「私たちの紅白戦」


5月。天気がよく過ごしやすい気候である。それだから体育大会もこの時期にあるのだろう。うちの学校も例外ではない。

正直なところ、私はそこまで運動神経がよくない。身体を動かすのは嫌いではないが、なにか秀でているようなものはなにもない。
それでもワガママを言って1つも競技に参加しないということが許される訳はないのだ。

できればあまり注目されず、団体競技である方がいい。例えば玉入れ。うん、玉入れにしよう。
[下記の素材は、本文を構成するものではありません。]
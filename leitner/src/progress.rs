//! Learning progress statistics derived from the bucket map and review history.

use chrono::{DateTime, Duration, Utc};
use std::collections::HashMap;

use crate::buckets::{BucketMap, MASTERED_BUCKET};
use crate::error::{LeitnerError, Result};
use crate::models::{
    AnswerAttempt, AnswerDifficulty, ChallengingCard, DifficultyStats, Flashcard, ProgressStats, WindowStats,
};
use crate::settings::Settings;

const MILLIS_PER_DAY: f64 = 86_400_000.0;

/// Compute progress statistics relative to the current time.
pub fn compute_progress(buckets: &BucketMap, history: &[AnswerAttempt], settings: &Settings) -> Result<ProgressStats> {
    compute_progress_at(buckets, history, Utc::now(), settings)
}

/// Compute progress statistics with the trailing window ending at `now`.
///
/// `history` must be non-empty, ordered oldest first, and reference only
/// cards present in `buckets`.
pub fn compute_progress_at(
    buckets: &BucketMap,
    history: &[AnswerAttempt],
    now: DateTime<Utc>,
    settings: &Settings,
) -> Result<ProgressStats> {
    validate_history(buckets, history).inspect_err(|e| log::warn!("Rejected review history: {}", e))?;

    let total_cards = buckets.card_count();
    let mastered_cards = buckets.bucket_len(MASTERED_BUCKET);

    Ok(ProgressStats {
        total_cards,
        mastered_cards,
        learning_cards: total_cards - mastered_cards,
        difficulty_stats: difficulty_stats(history),
        average_days_to_master: average_days_to_master(history),
        last_week_stats: window_stats(history, now, settings),
    })
}

fn validate_history(buckets: &BucketMap, history: &[AnswerAttempt]) -> Result<()> {
    if history.is_empty() {
        return Err(LeitnerError::EmptyHistory);
    }

    let tracked = buckets.all_cards();
    if let Some(attempt) = history.iter().find(|a| !tracked.contains(&a.card)) {
        return Err(LeitnerError::UnknownCard {
            prompt: attempt.card.front.clone(),
        });
    }

    if let Some(i) = history.windows(2).position(|pair| pair[1].date < pair[0].date) {
        return Err(LeitnerError::UnorderedHistory { index: i + 1 });
    }

    Ok(())
}

fn difficulty_stats(history: &[AnswerAttempt]) -> DifficultyStats {
    let mut stats = DifficultyStats::default();
    for attempt in history {
        stats.get_mut(attempt.difficulty).count += 1;
    }

    let total = history.len();
    for difficulty in [AnswerDifficulty::Easy, AnswerDifficulty::Hard, AnswerDifficulty::Wrong] {
        let stat = stats.get_mut(difficulty);
        stat.percentage = percentage(stat.count, total);
    }
    stats
}

// Mean of the ceiled day span between each reviewed card's first and last attempt
fn average_days_to_master(history: &[AnswerAttempt]) -> f64 {
    let mut spans: HashMap<&Flashcard, (DateTime<Utc>, DateTime<Utc>)> = HashMap::new();
    for attempt in history {
        spans.entry(&attempt.card).or_insert((attempt.date, attempt.date)).1 = attempt.date;
    }

    if spans.is_empty() {
        return 0.0;
    }

    let total_days: f64 = spans
        .values()
        .map(|(first, last)| ((*last - *first).num_milliseconds() as f64 / MILLIS_PER_DAY).ceil())
        .sum();
    round2(total_days / spans.len() as f64)
}

fn window_stats(history: &[AnswerAttempt], now: DateTime<Utc>, settings: &Settings) -> WindowStats {
    let cutoff = Duration::try_days(settings.trailing_window_days)
        .and_then(|window| now.checked_sub_signed(window))
        .unwrap_or(DateTime::<Utc>::MIN_UTC);

    let recent: Vec<&AnswerAttempt> = history.iter().filter(|a| a.date >= cutoff).collect();
    let successes = recent.iter().filter(|a| a.difficulty.is_success()).count();

    WindowStats {
        total_attempts: recent.len(),
        success_rate: percentage(successes, recent.len()),
        most_challenging_cards: most_challenging_cards(history, settings.challenging_card_limit),
    }
}

/// Cards ranked by Wrong answers across the whole history. Ties keep the
/// order in which each card was first answered wrong.
fn most_challenging_cards(history: &[AnswerAttempt], limit: usize) -> Vec<ChallengingCard> {
    let mut ranking: Vec<(&Flashcard, usize)> = Vec::new();
    let mut positions: HashMap<&Flashcard, usize> = HashMap::new();

    for attempt in history.iter().filter(|a| a.difficulty == AnswerDifficulty::Wrong) {
        let slot = *positions.entry(&attempt.card).or_insert_with(|| {
            ranking.push((&attempt.card, 0));
            ranking.len() - 1
        });
        ranking[slot].1 += 1;
    }

    // Stable sort keeps first-encountered order among equal counts
    ranking.sort_by(|a, b| b.1.cmp(&a.1));
    ranking
        .into_iter()
        .take(limit)
        .map(|(card, attempts)| ChallengingCard {
            card: card.clone(),
            attempts,
        })
        .collect()
}

fn percentage(count: usize, total: usize) -> f64 {
    if total == 0 {
        return 0.0;
    }
    round2(count as f64 / total as f64 * 100.0)
}

fn round2(value: f64) -> f64 {
    (value * 100.0).round() / 100.0
}
use thiserror::Error;

/// Stable classification of a [`LeitnerError`], independent of its payload.
#[derive(Debug, Clone, Copy, PartialEq, Eq)]
pub enum ErrorKind {
    InvalidState,
    EmptyHistory,
    UnknownCard,
    UnorderedHistory,
    InvalidDifficulty,
    Settings,
}

#[derive(Error, Debug)]
pub enum LeitnerError {
    #[error("Invalid bucket state: {0}")]
    InvalidState(String),

    #[error("History cannot be empty")]
    EmptyHistory,

    #[error("Card in history does not exist in buckets: {prompt}")]
    UnknownCard { prompt: String },

    #[error("History must be ordered by date (entry {index} is out of order)")]
    UnorderedHistory { index: usize },

    #[error("Invalid difficulty value: {0}")]
    InvalidDifficulty(u8),

    #[error("IO error: {0}")]
    Io(#[from] std::io::Error),

    #[error("JSON error: {0}")]
    Json(#[from] serde_json::Error),
}

impl LeitnerError {
    pub fn kind(&self) -> ErrorKind {
        match self {
            LeitnerError::InvalidState(_) => ErrorKind::InvalidState,
            LeitnerError::EmptyHistory => ErrorKind::EmptyHistory,
            LeitnerError::UnknownCard { .. } => ErrorKind::UnknownCard,
            LeitnerError::UnorderedHistory { .. } => ErrorKind::UnorderedHistory,
            LeitnerError::InvalidDifficulty(_) => ErrorKind::InvalidDifficulty,
            LeitnerError::Io(_) | LeitnerError::Json(_) => ErrorKind::Settings,
        }
    }
}

pub type Result<T> = std::result::Result<T, LeitnerError>;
自習の時間を使って体育大会当日の参加種目を挙手制で決定していっているわけだが、やはり私と同じ考えの人たちが多いのか中々リレーや長距離走の選手枠が埋まらない。仁王やブン太は全国区のテニスプレイヤーということもあり、問答無用でその枠に入れられる。大体1人2種目くらいになるはずだが、もうこの2人は3種目めだ。
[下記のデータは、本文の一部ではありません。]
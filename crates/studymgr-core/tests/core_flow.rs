use std::fs;

use chrono::{
  Duration,
  NaiveDate,
  TimeZone,
  Utc
};
use studymgr_core::calendar::DotColor;
use studymgr_core::heatmap::IntensityBand;
use studymgr_core::{
  EngineSettings,
  FilterKey,
  TaskViewEngine,
  ViewSpec,
  snapshot
};
use tempfile::tempdir;

const SNAPSHOT: &str = r#"[
  {"id": "essay", "title": "History essay", "due_date": "2024-01-10T17:00:00Z",
   "priority": "high", "status": "pending", "source": "manual",
   "created_at": "2024-01-01T08:00:00Z", "updated_at": "2024-01-01T08:00:00Z"},
  {"id": "lab", "title": "Lab 3", "due_date": "2024-01-05T23:59:00Z",
   "priority": "medium", "status": "in_progress", "source": "canvas",
   "created_at": "2024-01-02T08:00:00Z", "updated_at": "2024-01-04T10:00:00Z"},
  {"id": "notes", "title": "Tidy notes", "due_date": "not a date",
   "priority": "low", "status": "pending", "source": "manual",
   "created_at": "2024-01-01T08:00:00Z", "updated_at": "2024-01-01T08:00:00Z"},
  {"id": "quiz", "title": "Quiz 1", "due_date": "2024-01-03T09:00:00Z",
   "priority": "medium", "status": "completed", "source": "canvas",
   "created_at": "2024-01-01T08:00:00Z", "updated_at": "2024-01-06T12:00:00Z"},
  {"id": "reading", "title": "Reading", "due_date": "2024-01-04T09:00:00Z",
   "priority": "low", "status": "pending", "source": "google_calendar",
   "created_at": "2024-01-01T08:00:00Z", "updated_at": "2024-01-01T08:00:00Z"},
  {"id": "slides", "title": "Slides", "priority": "low", "status": "completed",
   "source": "manual",
   "created_at": "2024-01-01T08:00:00Z", "updated_at": "2024-01-06T18:00:00Z"}
]"#;

#[test]
fn snapshot_file_through_every_view() {
  let temp = tempdir().expect("tempdir");
  let path = temp.path().join("tasks.json");
  fs::write(&path, SNAPSHOT)
    .expect("write snapshot");

  let engine = TaskViewEngine::new(
    EngineSettings {
      heatmap_days: 30,
      ..EngineSettings::default()
    }
  );
  let tasks =
    snapshot::load(&path, engine.timezone())
      .expect("load snapshot");
  assert_eq!(tasks.len(), 6);

  let now = Utc
    .with_ymd_and_hms(2024, 1, 6, 20, 0, 0)
    .single()
    .expect("valid now");

  let views = engine.compute(
    &tasks,
    &ViewSpec::new(FilterKey::All, now)
  );

  let order: Vec<&str> = views
    .filtered_tasks
    .iter()
    .map(|task| task.id.as_str())
    .collect();
  assert_eq!(order, vec![
    "quiz", "reading", "lab", "essay",
    "notes", "slides"
  ]);

  assert_eq!(views.stats.completed_count, 2);
  assert_eq!(views.stats.pending_count, 4);
  assert_eq!(views.stats.completion_rate, 33);
  assert_eq!(
    views
      .stats
      .upcoming_tasks
      .iter()
      .map(|task| task.id.as_str())
      .collect::<Vec<_>>(),
    vec!["essay"]
  );

  let day = |d: u32| {
    NaiveDate::from_ymd_opt(2024, 1, d)
      .expect("valid day")
  };
  assert_eq!(
    views.marked_dates[&day(5)].dot,
    Some(DotColor::Overdue)
  );
  assert_eq!(
    views.marked_dates[&day(3)].dot,
    Some(DotColor::Completed)
  );
  assert_eq!(
    views.marked_dates[&day(10)].dot,
    Some(DotColor::Pending)
  );
  assert!(views.marked_dates[&day(6)].marked);

  assert_eq!(views.heatmap.len(), 30);
  let last = views
    .heatmap
    .last()
    .expect("non-empty heatmap");
  assert_eq!(last.date, day(6));
  assert_eq!(last.count, 2);
  assert_eq!(last.band, IntensityBand::Low);
  assert_eq!(
    views
      .heatmap
      .iter()
      .map(|bucket| bucket.count)
      .sum::<usize>(),
    2
  );
}

#[test]
fn upcoming_and_source_views_over_snapshot() {
  let engine = TaskViewEngine::default();
  let tasks = snapshot::parse_tasks(
    SNAPSHOT,
    engine.timezone()
  )
  .expect("valid snapshot");
  let now = Utc
    .with_ymd_and_hms(2024, 1, 6, 20, 0, 0)
    .single()
    .expect("valid now");

  let select = |key: &str| {
    engine
      .filter_and_sort(
        &tasks,
        &ViewSpec::new(
          FilterKey::parse(key),
          now
        )
      )
      .into_iter()
      .map(|task| task.id.to_string())
      .collect::<Vec<_>>()
  };

  assert_eq!(select("upcoming"), vec![
    "reading", "lab", "essay"
  ]);
  assert_eq!(select("canvas"), vec![
    "quiz", "lab"
  ]);
  assert_eq!(select("google_calendar"), vec![
    "reading"
  ]);

  let due_soon = engine.due_soon(
    &tasks,
    now - Duration::days(3)
  );
  assert_eq!(
    due_soon
      .iter()
      .map(|task| task.id.as_str())
      .collect::<Vec<_>>(),
    vec!["reading", "lab", "essay"]
  );

  let dashboard =
    engine.dashboard(&tasks, now);
  assert_eq!(dashboard.completed_today, 2);
  assert_eq!(dashboard.from_canvas, 2);
}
「別にテニス以外のスポーツはそんなに得意なわけじゃねぇんだけど!」

「右に同じ」


文句を言っているがクラス長は無視して話を進めている。こういうとき全国レベルの部活に所属しているのは少しだけマイナスなのかもしれない。
私はのんびりと気楽な種目の時に手を挙げよう。



* * *



「最悪だ…」

「ま、まぁ元気出せよぃ」


なぜこうなってしまったのか。私は確かに玉入れと、もう一つ団体競技かつ目立たない綱引きに立候補した。のに!
希望者が多かったためじゃんけんで決めることになり、ことごとく負けてしまったのだ。なんたる誤算。それならば比較的やれそうな100メートル走を…!


ああ一歩遅い、既に枠は埋まっていた。


余っていたのは障害物競走と800メートル走。自動的にその種目の選手となってしまっていた。1番避けたかった2つである。


「2人はさ、種目多くて大変かもしれないけど運動神経はいい方じゃない。私はこの2つをやりきる自信がないよ」

「俺も800メートルでるし、がんばろうぜぃ」

「…はぁ、本当に嫌だ。注目されるし迷惑かけちゃう」


この2つは配点が大きい。足手まといになるのは嫌なのに。


「大丈夫じゃみお。結果がどうだったとしてもお前に文句言う奴はいないさ」

「なんでそんなこと言い切れるのよ」

「俺が言わせないから」

「は!?ずりぃ!俺だって言わせねーよ!」

「…はは、ありがと。ちょっと元気でた」


キザなことを涼しい顔で言い張った仁王に対抗し、ブン太もプリプリと怒りながら宣言してくれた。

2人は、私が落ち込んでいるとすぐに笑わせてくれる。
そういえば中学の時からそうだった。ずっと前から私は2人に甘えていたんだ。
ん?でもテニス部の人たちも皆案外私に甘いかもしれない。(精市はあまり該当しない)


今気付いたけどブン太と仁王の髪色は赤と白。体育大会の話をしてたからそう思うのだろうけど、同じクラスにいるのにまるで敵同士みたいだ。
そう考えるといつかその勝負に決着をつけるのは私なわけで。私たち3人にとっての紅白戦ははじまったばかり、今後どうなるのかは予想もつかない。



1年で答えを出すと言ったからには真面目に考えなければ。



でもとりあえずあと1年もあると自分に言い聞かせる。
今はちょっとでもまともな結果を残すにはどうすればいいのかで頭がいっぱいだから、紅白戦はほんの少しだけ休戦ってことに勝手にしておこう。2人には内緒でね。